Meat from 47,000 deer has been donated to food banks through the Help Us Stop Hunger program since 2005. Some of it came from hunter Heidi Henderson, of Ute, Iowa, who gave venison last season. Henderson said she might donate more this year if she gets a deer during the second shotgun season, which starts Saturday.
"I don't like the burger," she said, "and it helps the needy."
The Food Bank of Siouxland received about 10,000 pounds of donated venison last year. Overall, however, donations are down about 28 percent since 2007.
The decline comes at a time when food banks face a high demand for food and contributions have dwindled. Donations to the Siouxland group dropped after the closure of the John Morrell meat processing plant in Sioux City and controversy over Dakota Dunes-based Beef Products Inc. Both were major donors.
Gov. Terry Branstad in May also rejected legislation that would have provided $500,000 to the Iowa Food Bank Association, which gives money to various organizations. Siouxland Food Bank was going to receive about $37,500.
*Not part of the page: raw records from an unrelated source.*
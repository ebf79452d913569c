//! Kind dispatch tables
//!
//! Maps each supported metric kind to the ordered checks it runs. The order of
//! each table is the order issues appear in a lint result.
//!
//! | Check | Counter | Gauge | Histogram | Summary |
//! |---|---|---|---|---|
//! | `le` label | x | x | | x |
//! | `quantile` label | x | x | x | |
//! | `_bucket` suffix | x | x | | x |
//! | `_count` / `_sum` suffix | x | x | | |
//! | `_total` required | x | | | |
//! | `_total` forbidden | | x | x | x |

use crate::descriptor::MetricKind;
use crate::error::{LintError, Result};
use crate::issue::LintIssue;
use crate::rules;
use crate::units::UnitTable;

/// A single rule evaluated against a [`Subject`]
#[derive(Debug, Clone, Copy, PartialEq, Eq, Hash)]
pub enum Check {
    Help,
    BaseUnit,
    LeLabel,
    QuantileLabel,
    BucketSuffix,
    CountSuffix,
    SumSuffix,
    KindInName,
    ReservedChars,
    NameCamelCase,
    LabelCamelCase,
    Abbreviations,
    TotalRequired,
    TotalForbidden,
}

/// What a check looks at: the derived name plus one label set
///
/// For the descriptor pass `labels` are the constant label names; for the
/// vector pass they are the dynamic label names.
#[derive(Debug, Clone)]
pub struct Subject<'a> {
    pub kind: MetricKind,
    pub fq_name: &'a str,
    pub help: &'a str,
    pub labels: Vec<&'a str>,
}

impl Check {
    /// Append this check's issues for `subject` to `issues`
    pub fn evaluate(self, subject: &Subject<'_>, table: &UnitTable, issues: &mut Vec<LintIssue>) {
        let name = subject.fq_name;
        match self {
            Self::Help => issues.extend(rules::lint_help(subject.help)),
            Self::BaseUnit => issues.extend(rules::lint_units(table, name)),
            Self::LeLabel => issues.extend(rules::lint_le_labels(&subject.labels)),
            Self::QuantileLabel => issues.extend(rules::lint_quantile_labels(&subject.labels)),
            Self::BucketSuffix => issues.extend(rules::lint_bucket_suffix(name)),
            Self::CountSuffix => issues.extend(rules::lint_count_suffix(name)),
            Self::SumSuffix => issues.extend(rules::lint_sum_suffix(name)),
            Self::KindInName => issues.extend(rules::lint_kind_in_name(name, subject.kind)),
            Self::ReservedChars => issues.extend(rules::lint_reserved_chars(name)),
            Self::NameCamelCase => issues.extend(rules::lint_name_camel_case(name)),
            Self::LabelCamelCase => issues.extend(rules::lint_label_camel_case(&subject.labels)),
            Self::Abbreviations => issues.extend(rules::lint_abbreviations(table, name)),
            Self::TotalRequired => issues.extend(rules::lint_total_required(name)),
            Self::TotalForbidden => issues.extend(rules::lint_total_forbidden(name)),
        }
    }
}

const COUNTER_CHECKS: &[Check] = &[
    Check::Help,
    Check::BaseUnit,
    Check::LeLabel,
    Check::QuantileLabel,
    Check::BucketSuffix,
    Check::CountSuffix,
    Check::SumSuffix,
    Check::KindInName,
    Check::ReservedChars,
    Check::NameCamelCase,
    Check::LabelCamelCase,
    Check::Abbreviations,
    Check::TotalRequired,
];

const GAUGE_CHECKS: &[Check] = &[
    Check::Help,
    Check::BaseUnit,
    Check::LeLabel,
    Check::QuantileLabel,
    Check::BucketSuffix,
    Check::CountSuffix,
    Check::SumSuffix,
    Check::KindInName,
    Check::ReservedChars,
    Check::NameCamelCase,
    Check::LabelCamelCase,
    Check::Abbreviations,
    Check::TotalForbidden,
];

const HISTOGRAM_CHECKS: &[Check] = &[
    Check::Help,
    Check::BaseUnit,
    Check::QuantileLabel,
    Check::KindInName,
    Check::ReservedChars,
    Check::NameCamelCase,
    Check::LabelCamelCase,
    Check::Abbreviations,
    Check::TotalForbidden,
];

const SUMMARY_CHECKS: &[Check] = &[
    Check::Help,
    Check::BaseUnit,
    Check::LeLabel,
    Check::BucketSuffix,
    Check::KindInName,
    Check::ReservedChars,
    Check::NameCamelCase,
    Check::LabelCamelCase,
    Check::Abbreviations,
    Check::TotalForbidden,
];

const COUNTER_LABEL_CHECKS: &[Check] =
    &[Check::LeLabel, Check::QuantileLabel, Check::LabelCamelCase];
const GAUGE_LABEL_CHECKS: &[Check] = COUNTER_LABEL_CHECKS;
const HISTOGRAM_LABEL_CHECKS: &[Check] = &[Check::QuantileLabel, Check::LabelCamelCase];
const SUMMARY_LABEL_CHECKS: &[Check] = &[Check::LeLabel, Check::LabelCamelCase];

/// Checks run against a descriptor's name, help and constant labels
pub fn checks_for(kind: MetricKind) -> Result<&'static [Check]> {
    match kind {
        MetricKind::Counter => Ok(COUNTER_CHECKS),
        MetricKind::Gauge => Ok(GAUGE_CHECKS),
        MetricKind::Histogram => Ok(HISTOGRAM_CHECKS),
        MetricKind::Summary => Ok(SUMMARY_CHECKS),
        MetricKind::Untyped => Err(LintError::UnsupportedKind(kind)),
    }
}

/// Extra checks run against the dynamic label names of a vector metric
pub fn label_checks_for(kind: MetricKind) -> Result<&'static [Check]> {
    match kind {
        MetricKind::Counter => Ok(COUNTER_LABEL_CHECKS),
        MetricKind::Gauge => Ok(GAUGE_LABEL_CHECKS),
        MetricKind::Histogram => Ok(HISTOGRAM_LABEL_CHECKS),
        MetricKind::Summary => Ok(SUMMARY_LABEL_CHECKS),
        MetricKind::Untyped => Err(LintError::UnsupportedKind(kind)),
    }
}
Conservation officials expect venison donations to continue dropping as hunters thin the state's deer herd to meet state goals. Coffey suspects the same high food prices effecting food bank users may be influencing hunters to stock up.
"Usually that extra deer is the one that gets donated," he said.
Scheid is hoping for additional donations. The Sioux City food bank spent $99,721 for food from September 2010 to September 2011. The expense ballooned to $311,403 last year.
Officials budgeted $339,000 for food purchases this year, but realize it might cost even more, Scheid said.
She said any contributions from hunters would help them help others.
"It's really important," she said, "and something we're so grateful for."